Task description:
Print each of the records below, leaving every word as it is.

Supplied data:
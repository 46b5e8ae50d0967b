#[cfg(not(target_arch = "wasm32"))]
fn main() {
    eprintln!("cv-effects runs in the browser. Run `trunk serve` or `trunk build --release`.");
}

#[cfg(target_arch = "wasm32")]
fn main() {
    cv_effects::frontend::run();
}
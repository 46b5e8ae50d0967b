use crate::config::ParticleConfig;

pub const PARTICLE_SELECTOR: &str = ".particle";

/// Randomized placement for one decorative particle. The motion itself is
/// a CSS animation; only its start offset and length are set here.
#[derive(Clone, Copy, Debug, PartialEq)]
pub struct ParticlePlacement {
    pub left_percent: f64,
    pub top_percent: f64,
    pub delay_secs: f64,
    pub duration_secs: f64,
}

impl ParticlePlacement {
    pub fn random(rng: &mut fastrand::Rng, config: &ParticleConfig) -> Self {
        Self {
            left_percent: rng.f64() * 100.0,
            top_percent: rng.f64() * 100.0,
            delay_secs: rng.f64() * config.max_delay_secs,
            duration_secs: config.min_duration_secs + rng.f64() * config.duration_spread_secs,
        }
    }

    pub fn style_properties(&self) -> [(&'static str, String); 4] {
        [
            ("left", format!("{}%", self.left_percent)),
            ("top", format!("{}%", self.top_percent)),
            ("animation-delay", format!("{}s", self.delay_secs)),
            ("animation-duration", format!("{}s", self.duration_secs)),
        ]
    }
}

#[cfg(target_arch = "wasm32")]
pub use controller::scatter_particles;

#[cfg(target_arch = "wasm32")]
mod controller {
    use web_sys::Document;

    use super::{ParticlePlacement, PARTICLE_SELECTOR};
    use crate::{config::ParticleConfig, dom, error::SiteError};

    /// One-shot: nothing keeps running after this returns.
    pub fn scatter_particles(
        document: &Document,
        config: &ParticleConfig,
    ) -> Result<usize, SiteError> {
        let particles = dom::query_all_html(document, PARTICLE_SELECTOR)?;
        let mut rng = fastrand::Rng::new();

        for particle in &particles {
            let placement = ParticlePlacement::random(&mut rng, config);
            for (property, value) in placement.style_properties() {
                dom::set_style(particle, property, &value);
            }
        }

        Ok(particles.len())
    }
}

#[cfg(test)]
mod tests {
    use super::*;

    #[test]
    fn placements_stay_inside_configured_ranges() {
        let config = ParticleConfig::default();
        let mut rng = fastrand::Rng::with_seed(7);

        for _ in 0..1_000 {
            let placement = ParticlePlacement::random(&mut rng, &config);

            assert!((0.0..100.0).contains(&placement.left_percent));
            assert!((0.0..100.0).contains(&placement.top_percent));
            assert!((0.0..5.0).contains(&placement.delay_secs));
            assert!((6.0..10.0).contains(&placement.duration_secs));
        }
    }

    #[test]
    fn same_seed_gives_same_layout() {
        let config = ParticleConfig::default();
        let first = ParticlePlacement::random(&mut fastrand::Rng::with_seed(42), &config);
        let second = ParticlePlacement::random(&mut fastrand::Rng::with_seed(42), &config);

        assert_eq!(first, second);
    }

    #[test]
    fn style_properties_carry_units() {
        let placement = ParticlePlacement {
            left_percent: 12.5,
            top_percent: 80.0,
            delay_secs: 1.5,
            duration_secs: 7.25,
        };

        assert_eq!(
            placement.style_properties(),
            [
                ("left", "12.5%".to_string()),
                ("top", "80%".to_string()),
                ("animation-delay", "1.5s".to_string()),
                ("animation-duration", "7.25s".to_string()),
            ]
        );
    }
}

Your response:
repository 46b5e8ae50d0967b
#[cfg(not(target_arch = "wasm32"))]
fn main() {
    eprintln!("cv-effects runs in the browser. Run `trunk serve` or `trunk build --release`.");
}

#[cfg(target_arch = "wasm32")]
fn main() {
    cv_effects::frontend::run();
}
repository 46b5e8ae50d0967b
use crate::config::ParticleConfig;

pub const PARTICLE_SELECTOR: &str = ".particle";

/// Randomized placement for one decorative particle. The motion itself is
/// a CSS animation; only its start offset and length are set here.
#[derive(Clone, Copy, Debug, PartialEq)]
pub struct ParticlePlacement {
    pub left_percent: f64,
    pub top_percent: f64,
    pub delay_secs: f64,
    pub duration_secs: f64,
}

impl ParticlePlacement {
    pub fn random(rng: &mut fastrand::Rng, config: &ParticleConfig) -> Self {
        Self {
            left_percent: rng.f64() * 100.0,
            top_percent: rng.f64() * 100.0,
            delay_secs: rng.f64() * config.max_delay_secs,
            duration_secs: config.min_duration_secs + rng.f64() * config.duration_spread_secs,
        }
    }

    pub fn style_properties(&self) -> [(&'static str, String); 4] {
        [
            ("left", format!("{}%", self.left_percent)),
            ("top", format!("{}%", self.top_percent)),
            ("animation-delay", format!("{}s", self.delay_secs)),
            ("animation-duration", format!("{}s", self.duration_secs)),
        ]
    }
}

#[cfg(target_arch = "wasm32")]
pub use controller::scatter_particles;

#[cfg(target_arch = "wasm32")]
mod controller {
    use web_sys::Document;

    use super::{ParticlePlacement, PARTICLE_SELECTOR};
    use crate::{config::ParticleConfig, dom, error::SiteError};

    /// One-shot: nothing keeps running after this returns.
    pub fn scatter_particles(
        document: &Document,
        config: &ParticleConfig,
    ) -> Result<usize, SiteError> {
        let particles = dom::query_all_html(document, PARTICLE_SELECTOR)?;
        let mut rng = fastrand::Rng::new();

        for particle in &particles {
            let placement = ParticlePlacement::random(&mut rng, config);
            for (property, value) in placement.style_properties() {
                dom::set_style(particle, property, &value);
            }
        }

        Ok(particles.len())
    }
}

#[cfg(test)]
mod tests {
    use super::*;

    #[test]
    fn placements_stay_inside_configured_ranges() {
        let config = ParticleConfig::default();
        let mut rng = fastrand::Rng::with_seed(7);

        for _ in 0..1_000 {
            let placement = ParticlePlacement::random(&mut rng, &config);

            assert!((0.0..100.0).contains(&placement.left_percent));
            assert!((0.0..100.0).contains(&placement.top_percent));
            assert!((0.0..5.0).contains(&placement.delay_secs));
            assert!((6.0..10.0).contains(&placement.duration_secs));
        }
    }

    #[test]
    fn same_seed_gives_same_layout() {
        let config = ParticleConfig::default();
        let first = ParticlePlacement::random(&mut fastrand::Rng::with_seed(42), &config);
        let second = ParticlePlacement::random(&mut fastrand::Rng::with_seed(42), &config);

        assert_eq!(first, second);
    }

    #[test]
    fn style_properties_carry_units() {
        let placement = ParticlePlacement {
            left_percent: 12.5,
            top_percent: 80.0,
            delay_secs: 1.5,
            duration_secs: 7.25,
        };

        assert_eq!(
            placement.style_properties(),
            [
                ("left", "12.5%".to_string()),
                ("top", "80%".to_string()),
                ("animation-delay", "1.5s".to_string()),
                ("animation-duration", "7.25s".to_string()),
            ]
        );
    }
}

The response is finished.